Note, we've sped up computing multiple scalar multiplication in parallel, not a multi-scalar multiplication (MSM). Though we may do that in the future as well.

The basic idea

• Implement new ScalarVec and RistrettoPointVec types. These hold an array of Scalar or EdwardsPoints respectively with the data packed so the GPU can perform coalesced loads and stores. I.e. in a vector with n elements the jth limb of the ith point holds is at arr[j * n + i].
• The compute Metal shaders are transliterated C++ from the 32-bit backend. The shaders' RistrerettoPoint and Scalar types feature additional methods for packing and unpacking from device memory into registers.
• All computation occurs in GPU registers.
• We launch a kernel on a 1-d grid with N threads and 64 threads in a threadgroup.

Performance

We're so far only run this on Mac hardware (what Metal supports) and have pretty good results. On an entry-level M1 2020 Macbook air, the integrated GPU acheives 431k SM/s while the using every core of the CPU gets you only 150k SM/s (64-bit backend). For comparison, our measurements indicate that the 64-bit backend on aarch64 is slightly faster than when running on a c6 AWS x86_64 instance with the AVX2 backend (single core performance).

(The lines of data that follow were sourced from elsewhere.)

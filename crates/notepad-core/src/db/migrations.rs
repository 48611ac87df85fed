//! Database migrations

use crate::error::Result;
use libsql::Connection;

/// Run all pending migrations
pub async fn run(conn: &Connection) -> Result<()> {
    let version = get_version(conn).await?;

    if version < 1 {
        migrate_v1(conn).await?;
    }

    Ok(())
}

/// Get the current schema version
async fn get_version(conn: &Connection) -> Result<i32> {
    let mut rows = conn
        .query(
            "SELECT EXISTS(SELECT 1 FROM sqlite_master WHERE type='table' AND name='schema_version')",
            (),
        )
        .await?;

    let exists: bool = if let Some(row) = rows.next().await? {
        row.get::<i32>(0)? != 0
    } else {
        false
    };

    if !exists {
        return Ok(0);
    }

    let mut rows = conn
        .query("SELECT COALESCE(MAX(version), 0) FROM schema_version", ())
        .await?;

    let version: i32 = if let Some(row) = rows.next().await? {
        row.get(0)?
    } else {
        0
    };

    Ok(version)
}

/// Migration to version 1: slot table
async fn migrate_v1(conn: &Connection) -> Result<()> {
    // libsql doesn't have execute_batch, so we run each statement separately
    conn.execute("BEGIN TRANSACTION", ()).await?;

    let statements = [
        "CREATE TABLE IF NOT EXISTS schema_version (
            version INTEGER PRIMARY KEY
        )",
        // One row per named slot; each value is a whole serialized collection
        "CREATE TABLE IF NOT EXISTS storage_slots (
            key TEXT PRIMARY KEY,
            value TEXT NOT NULL,
            updated_at INTEGER NOT NULL
        )",
        "INSERT INTO schema_version (version) VALUES (1)",
    ];

    for stmt in statements {
        if let Err(e) = conn.execute(stmt, ()).await {
            conn.execute("ROLLBACK", ()).await.ok();
            return Err(e.into());
        }
    }

    if let Err(e) = conn.execute("COMMIT", ()).await {
        conn.execute("ROLLBACK", ()).await.ok();
        return Err(e.into());
    }

    tracing::info!("Migrated database to version 1");
    Ok(())
}

#[cfg(test)]
mod tests {
    use super::*;
    use crate::db::Database;
    use libsql::Builder;

    #[tokio::test(flavor = "multi_thread")]
    async fn test_fresh_database_is_version_zero() {
        let db = Builder::new_local(":memory:").build().await.unwrap();
        let conn = db.connect().unwrap();
        assert_eq!(get_version(&conn).await.unwrap(), 0);
    }

    #[tokio::test(flavor = "multi_thread")]
    async fn test_run_is_idempotent() {
        let db = Database::open_in_memory().await.unwrap();
        run(db.connection()).await.unwrap();
        assert_eq!(get_version(db.connection()).await.unwrap(), 1);
    }
}
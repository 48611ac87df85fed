//! Database connection management

use crate::error::Result;
use libsql::{Builder, Connection, Database as LibSqlDatabase};
use std::path::Path;

use super::migrations;

/// Database wrapper for a local libSQL file
pub struct Database {
    // Keeps the database handle alive for as long as the connection.
    _db: LibSqlDatabase,
    conn: Connection,
}

impl Database {
    /// Open a local database at the given path, creating it if it doesn't exist
    ///
    /// Runs migrations automatically.
    pub async fn open(path: impl AsRef<Path>) -> Result<Self> {
        let path = path.as_ref();
        if let Some(parent) = path.parent() {
            if !parent.as_os_str().is_empty() {
                std::fs::create_dir_all(parent)?;
            }
        }

        let path_str = path.to_string_lossy().to_string();
        let db = Builder::new_local(&path_str).build().await?;
        let conn = db.connect()?;

        let database = Self { _db: db, conn };
        database.configure().await?;
        database.migrate().await?;
        tracing::debug!("Opened database at {}", path.display());
        Ok(database)
    }

    /// Open an in-memory database (useful for testing)
    pub async fn open_in_memory() -> Result<Self> {
        let db = Builder::new_local(":memory:").build().await?;
        let conn = db.connect()?;

        let database = Self { _db: db, conn };
        database.configure().await?;
        database.migrate().await?;
        Ok(database)
    }

    /// Configure `SQLite` for a single local writer
    async fn configure(&self) -> Result<()> {
        // journal_mode returns a row, which execute() may reject; in-memory
        // databases also refuse WAL.
        self.conn
            .execute("PRAGMA journal_mode = WAL;", ())
            .await
            .ok();
        self.conn
            .execute("PRAGMA synchronous = NORMAL;", ())
            .await
            .ok();
        Ok(())
    }

    /// Run database migrations
    async fn migrate(&self) -> Result<()> {
        migrations::run(&self.conn).await
    }

    /// Get a reference to the underlying connection
    pub const fn connection(&self) -> &Connection {
        &self.conn
    }
}

#[cfg(test)]
mod tests {
    use super::*;
    use tempfile::tempdir;

    #[tokio::test(flavor = "multi_thread")]
    async fn test_open_in_memory() {
        let db = Database::open_in_memory().await.unwrap();
        let mut rows = db.connection().query("SELECT 1", ()).await.unwrap();
        let row = rows.next().await.unwrap().unwrap();
        let val: i32 = row.get(0).unwrap();
        assert_eq!(val, 1);
    }

    #[tokio::test(flavor = "multi_thread")]
    async fn test_open_creates_parent_directories() {
        let tmp = tempdir().unwrap();
        let db_path = tmp.path().join("nested").join("notes.db");

        let _db = Database::open(&db_path).await.unwrap();
        assert!(db_path.exists());
    }

    #[tokio::test(flavor = "multi_thread")]
    async fn test_reopen_is_idempotent() {
        let tmp = tempdir().unwrap();
        let db_path = tmp.path().join("notes.db");

        drop(Database::open(&db_path).await.unwrap());
        let db = Database::open(&db_path).await.unwrap();

        let mut rows = db
            .connection()
            .query("SELECT COUNT(*) FROM schema_version", ())
            .await
            .unwrap();
        let row = rows.next().await.unwrap().unwrap();
        let count: i64 = row.get(0).unwrap();
        assert_eq!(count, 1);
    }
}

We've also run this benchmark on a co-worker's 30-core GPU M2 Max which can perform 1.8M SM/s. A low-power laptop GPU beats a 64-core AWS instance by 1.8x (AVX2 backend).

Work remaining

• Either an OpenCL or Vulkan implementation
• Share work between CPU and GPU on systems where GPU isn't way more powerful than CPUs.
• A few pieces of code may not be constant time (e.g. the Radix-16 lookup tables). While this doesn't matter in our proof since both the prover and verifier are performing the same SMs, we don't want others to misuse this.
• This work currently requires the serial 32-bit backend. We should add conversion methods between FieldElement* and Scalar* types for different backends so users can use any bit width and backend on the CPU.
• Benchmark this on a real GPU, like an RTX 4090.

Why you might not want this

At the very least, these GPU backends should be enabled under a feature. While the GPU shaders are transliterated from Rust code, they aren't Rust and don't have the safety guarantees.

If it's not appropriate to integrate this work into curve25519-dalek, we need an API for accessing the currently internal Field members on EdwardsPoint and an API for converting/accessing Scalars as Scalar29.

[tarcieri]

Is there any interest in merging these changes back upstream?

The main thing that seems tricky about upstreaming this is the lack of a CI story. Is there any way to test it in an environment like GitHub Actions without access to a hardware GPU?

If it's not appropriate to integrate this work into curve25519-dalek, we need an API for accessing the currently internal Field members on EdwardsPoint and an API for converting/accessing Scalars as Scalar29.

These types are both deliberately kept out of the public API as they're easily misused internals. However, we have discussed exposing at least FieldElement under a special feature like hazmat.

[rickwebiii]

The main thing that seems tricky about upstreaming this is the lack of a CI story. Is there any way to test it in an environment like GitHub Actions without access to a hardware GPU?

If you use a hosted runner, you can have whatever hardware you want, but you have to pay the maintenance costs that come with that. We have a work item on our end to address this for our use case so maybe we could try it out and let you know how annoying (or not) this is.

These types are both deliberately kept out of the public API as they're easily misused internals. However, we have discussed exposing at least FieldElement under a special feature like hazmat.

As a user, I appreciated not accidentally dealing with these things. A hazmat feature is a clean way to deal with this.

[tarcieri]

If you use a hosted runner, you can have whatever hardware you want, but you have to pay the maintenance costs that come with that.

I don't think there is a budget for or interest in maintaining a hosted runner.

[rickwebiii]

After doing a bit of research, it might be possible to use the mesa lavapipe driver to run the compute kernels on the CPU. This needs a bunch of investigation, but I'll post an update if I get a test of this working.

[burdges]

At present dalek is single threaded, but maybe multi-threaded CPU based MSMs make sense here?

At https://zka.lc/ try large and small MSM for curve25519-dalek and arkworks' curve25519. Arkworks is much faster lower latency than curve25519-dalek for the large MSM because arkworks is typically multi-threaded, and curve25519-dalek is much faster for the smaller MSMs becuase curve25519-dalek is actually optimized.

As an aside, I've argued zka.lc should show/support single threaded benchmarks, but zk proofs people never discuss single threaded performance benchmarks.